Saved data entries
//! Hoop Shot - basketball shooting simulation core
//!
//! Core modules:
//! - `sim`: Deterministic simulation (ball flight, collisions, scoring, hoop reactions)
//! - `session`: Attempt/score bookkeeping and transient messages
//! - `tuning`: Data-driven physics coefficients
//!
//! Rendering, input polling and UI layout live outside this crate. A presenter
//! feeds [`sim::TickInput`]s into [`sim::tick`] and reads back a [`sim::Snapshot`].

pub mod session;
pub mod sim;
pub mod tuning;

pub use session::ShotSession;
pub use tuning::{Tuning, TuningError};

use glam::Vec3;

/// Court geometry and timing constants
pub mod consts {
    /// Nominal frame timestep (60 fps)
    pub const SIM_DT: f32 = 1.0 / 60.0;
    /// Largest frame delta accepted by a tick (prevents tunneling after long pauses)
    pub const MAX_FRAME_DT: f32 = 1.0 / 20.0;

    /// Ball
    pub const BALL_RADIUS: f32 = 0.25;

    /// Court slab: 30 x 15 with the playing surface at y = COURT_HEIGHT / 2
    pub const COURT_HEIGHT: f32 = 0.2;
    pub const COURT_SURFACE_Y: f32 = COURT_HEIGHT / 2.0;
    pub const COURT_HALF_LENGTH: f32 = 15.0;
    pub const COURT_HALF_WIDTH: f32 = 7.5;
    /// Center height of a ball sitting on the court
    pub const BALL_REST_HEIGHT: f32 = BALL_RADIUS + COURT_SURFACE_Y;

    /// Limits for dribbling the resting ball around
    pub const MOVE_BOUND_X: f32 = 14.0;
    pub const MOVE_BOUND_Z: f32 = 7.0;
    /// Distance units moved per unit of move magnitude
    pub const MOVE_STEP: f32 = 0.1;

    /// Out-of-bounds: court half extents plus this buffer, or above the ceiling
    pub const OUT_OF_BOUNDS_BUFFER: f32 = 2.0;
    pub const OUT_OF_BOUNDS_CEILING: f32 = 30.0;

    /// Hoops sit on the long axis at x = +/-HOOP_X
    pub const HOOP_X: f32 = 15.0;
    pub const RIM_HEIGHT: f32 = 10.0;
    pub const RIM_RADIUS: f32 = 0.45;
    /// Inner fraction of the rim that counts as a clean make
    pub const RIM_OPENING_FRACTION: f32 = 0.7;
    /// Vertical window around the rim in which makes/misses are evaluated
    pub const SCORE_WINDOW: f32 = 0.5;
    pub const POINTS_PER_BASKET: u32 = 2;

    /// Net hangs NET_HEIGHT below the rim and tapers to NET_TAPER of the rim radius
    pub const NET_HEIGHT: f32 = 2.0;
    pub const NET_TAPER: f32 = 0.7;
    pub const NET_SEGMENTS: usize = 16;
    /// Horizontal funnel radius (fraction of rim radius) in which the net slows the ball
    pub const NET_FUNNEL_FRACTION: f32 = 0.8;

    /// Backboard box (depth along the approach axis, height, width)
    pub const BACKBOARD_OFFSET: f32 = 0.6;
    pub const BACKBOARD_DEPTH: f32 = 0.1;
    pub const BACKBOARD_HEIGHT: f32 = 1.2;
    pub const BACKBOARD_WIDTH: f32 = 2.1;
    pub const BACKBOARD_CENTER_Y: f32 = RIM_HEIGHT + 0.5;

    /// Shot power range
    pub const MIN_POWER: f32 = 0.0;
    pub const MAX_POWER: f32 = 100.0;

    /// Message display durations (frames)
    pub const MESSAGE_DISPLAY_FRAMES: u32 = 120;
    pub const SHOT_MESSAGE_FRAMES: u32 = 60;
    pub const RESET_MESSAGE_FRAMES: u32 = 60;
}

/// Project a vector onto the court plane (y = 0)
#[inline]
pub fn horizontal(v: Vec3) -> Vec3 {
    Vec3::new(v.x, 0.0, v.z)
}

/// Distance between two points ignoring height
#[inline]
pub fn horizontal_distance(a: Vec3, b: Vec3) -> f32 {
    horizontal(a - b).length()
}
//! Hoop reaction animator
//!
//! Rim bumps and net sway triggered by rim hits and made shots. Purely
//! cosmetic: the physics never reads these offsets.

use std::f32::consts::{PI, TAU};

use glam::Vec3;
use serde::{Deserialize, Serialize};

use super::geometry::HoopSpec;
use super::state::SimEvent;
use crate::consts::NET_SEGMENTS;
use crate::tuning::Tuning;

/// A single armed, decaying effect
#[derive(Debug, Clone, Copy, PartialEq, Serialize, Deserialize)]
pub struct Pulse {
    pub amplitude: f32,
    pub duration: f32,
    pub remaining: f32,
}

impl Pulse {
    fn new(amplitude: f32, duration: f32) -> Option<Self> {
        (duration > 0.0).then_some(Self {
            amplitude,
            duration,
            remaining: duration,
        })
    }

    /// 0 when armed, 1 when finished
    #[inline]
    pub fn progress(&self) -> f32 {
        (1.0 - self.remaining / self.duration).clamp(0.0, 1.0)
    }
}

/// Transient animation state for one hoop
#[derive(Debug, Clone, Default, PartialEq, Serialize, Deserialize)]
pub struct HoopAnim {
    rim: Option<Pulse>,
    net: Option<Pulse>,
    /// Current vertical rim displacement (negative = pushed down)
    pub rim_offset: f32,
    /// Current net sway amplitude
    pub net_sway: f32,
}

impl HoopAnim {
    /// Arm effects for a rim hit or a make
    pub fn react(&mut self, event: &SimEvent, tuning: &Tuning) {
        match event {
            SimEvent::RimHit { .. } => {
                self.rim = Pulse::new(tuning.rim_bump_amplitude, tuning.rim_bump_duration);
                self.net = Pulse::new(tuning.net_sway_amplitude * 0.5, tuning.net_sway_duration);
            }
            SimEvent::Scored { .. } => {
                self.net = Pulse::new(tuning.net_sway_amplitude, tuning.net_sway_duration);
            }
            _ => {}
        }
    }

    /// Advance timers by `dt` seconds and recompute offsets
    pub fn update(&mut self, dt: f32) {
        self.rim_offset = 0.0;
        if let Some(rim) = &mut self.rim {
            rim.remaining -= dt;
            if rim.remaining <= 0.0 {
                self.rim = None;
            } else {
                // Single dip
                self.rim_offset = -rim.amplitude * (rim.progress() * PI).sin();
            }
        }

        self.net_sway = 0.0;
        if let Some(net) = &mut self.net {
            net.remaining -= dt;
            if net.remaining <= 0.0 {
                self.net = None;
            } else {
                // Damped swing
                let p = net.progress();
                self.net_sway = net.amplitude * (p * TAU).sin() * (-2.0 * p).exp();
            }
        }
    }

    pub fn is_active(&self) -> bool {
        self.rim.is_some() || self.net.is_some()
    }

    /// Drop all effects and return to the neutral pose
    pub fn clear(&mut self) {
        *self = Self::default();
    }

    /// Radial offset of each net segment for the current sway
    pub fn net_segment_offsets(&self, hoop: &HoopSpec) -> [Vec3; NET_SEGMENTS] {
        let mut offsets = [Vec3::ZERO; NET_SEGMENTS];
        if self.net_sway == 0.0 {
            return offsets;
        }
        for (i, offset) in offsets.iter_mut().enumerate() {
            let (top, _) = hoop.net_segment(i);
            let radial = crate::horizontal(top - hoop.rim_center()).normalize_or_zero();
            *offset = radial * self.net_sway;
        }
        offsets
    }
}
//! Hoop Shot headless runner
//!
//! Plays a scripted shooting session against the simulation and prints the
//! outcome of every shot. Useful for tuning: feed it a JSON tuning file and a
//! seed, and compare scoreboards.
//!
//! Usage:
//!   cargo run -- --seed 7 --shots 10 --tuning tuning.json --json

use std::path::PathBuf;

use anyhow::Context;
use clap::Parser;
use glam::Vec3;
use hoop_shot::Tuning;
use hoop_shot::consts::SIM_DT;
use hoop_shot::sim::{Action, FrameClock, GameState, SimEvent, TickInput, tick};

#[derive(Parser, Debug)]
#[command(about = "Run a scripted basketball shooting session", version)]
struct Args {
    /// RNG seed for aim error and bounce jitter
    #[arg(long, default_value_t = 42)]
    seed: u64,
    /// JSON tuning file (missing fields fall back to defaults)
    #[arg(long)]
    tuning: Option<PathBuf>,
    /// Number of shots to take
    #[arg(long, default_value_t = 5)]
    shots: u32,
    /// Frame limit per shot before giving up on the ball settling
    #[arg(long, default_value_t = 1200)]
    max_frames: u32,
    /// Print the final snapshot as JSON
    #[arg(long)]
    json: bool,
}

fn main() -> anyhow::Result<()> {
    env_logger::init();
    let args = Args::parse();
    let tuning = match &args.tuning {
        Some(path) => Tuning::load(path).with_context(|| format!("loading tuning from {}", path.display()))?,
        None => Tuning::default(),
    };

    let mut state = GameState::with_tuning(args.seed, tuning);
    let mut clock = FrameClock::new();
    let mut now = 0.0f64;
    log::info!("Session started with seed {}", args.seed);

    for shot in 0..args.shots {
        for action in setup_actions(shot) {
            step(&mut state, &mut clock, &mut now, Some(action));
        }
        step(&mut state, &mut clock, &mut now, Some(Action::Shoot));

        let mut frames = 0;
        while (state.ball.in_flight || state.pending_reset.is_some()) && frames < args.max_frames {
            step(&mut state, &mut clock, &mut now, None);
            frames += 1;
        }
        if state.ball.in_flight {
            log::warn!("Shot {} still moving after {} frames", shot + 1, frames);
        }
        println!("{}", state.session.scoreboard_text());
        step(&mut state, &mut clock, &mut now, Some(Action::ResetBall));
    }

    if args.json {
        let json = serde_json::to_string_pretty(&state.snapshot()).context("serializing snapshot")?;
        println!("{json}");
    }
    Ok(())
}

/// Walk the ball to a different spot and dial power for each shot
fn setup_actions(shot: u32) -> Vec<Action> {
    let toward = if shot % 2 == 0 { Vec3::X } else { Vec3::NEG_X };
    let lateral = if shot % 3 == 0 { Vec3::Z } else { Vec3::NEG_Z };
    let mut actions = Vec::new();
    actions.extend(std::iter::repeat_n(
        Action::Move {
            direction: toward,
            magnitude: 1.0,
        },
        40 + (shot as usize * 17) % 60,
    ));
    actions.extend(std::iter::repeat_n(
        Action::Move {
            direction: lateral,
            magnitude: 1.0,
        },
        (shot as usize * 11) % 30,
    ));
    let power = (shot as f32 * 13.0) % 50.0 - 10.0;
    actions.push(Action::AdjustPower(power));
    actions
}

fn step(state: &mut GameState, clock: &mut FrameClock, now: &mut f64, action: Option<Action>) {
    *now += f64::from(SIM_DT);
    let dt = clock.delta(*now);
    tick(state, &TickInput { action }, dt);
    for event in &state.events {
        match event {
            SimEvent::GroundBounce { .. } => {}
            SimEvent::Scored { hoop } => println!("  made it (hoop {hoop})"),
            SimEvent::Missed { kind } => println!("  missed: {kind:?}"),
            other => println!("  {other:?}"),
        }
    }
}
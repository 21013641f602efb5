//! Deterministic simulation module
//!
//! All gameplay logic lives here. This module must be pure and deterministic:
//! - Seeded RNG only (aim error and bounce jitter)
//! - Fixed contact order each tick
//! - No rendering, input or platform dependencies

pub mod anim;
pub mod collision;
pub mod geometry;
pub mod physics;
pub mod shot;
pub mod snapshot;
pub mod state;
pub mod tick;

pub use anim::{HoopAnim, Pulse};
pub use collision::{BoardSide, GroundContact, RimPass, classify_rim_pass, is_out_of_bounds};
pub use geometry::{Aabb, HoopSpec};
pub use physics::integrate;
pub use shot::{ShotPlan, launch_angle, nearest_hoop, plan_shot};
pub use snapshot::{BallPose, HoopPose, Snapshot};
pub use state::{Ball, GameState, MissKind, NetPassage, PendingReset, ShotPhase, ShotTracker, SimEvent};
pub use tick::{Action, FrameClock, TickInput, sanitize_dt, tick};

> _AIM OF THE EXERCISE_: Nothing but a number is expected: how many lines in the data above hold the word "anyhow".

> _SOLUTION TO THE PROBLEM_: 2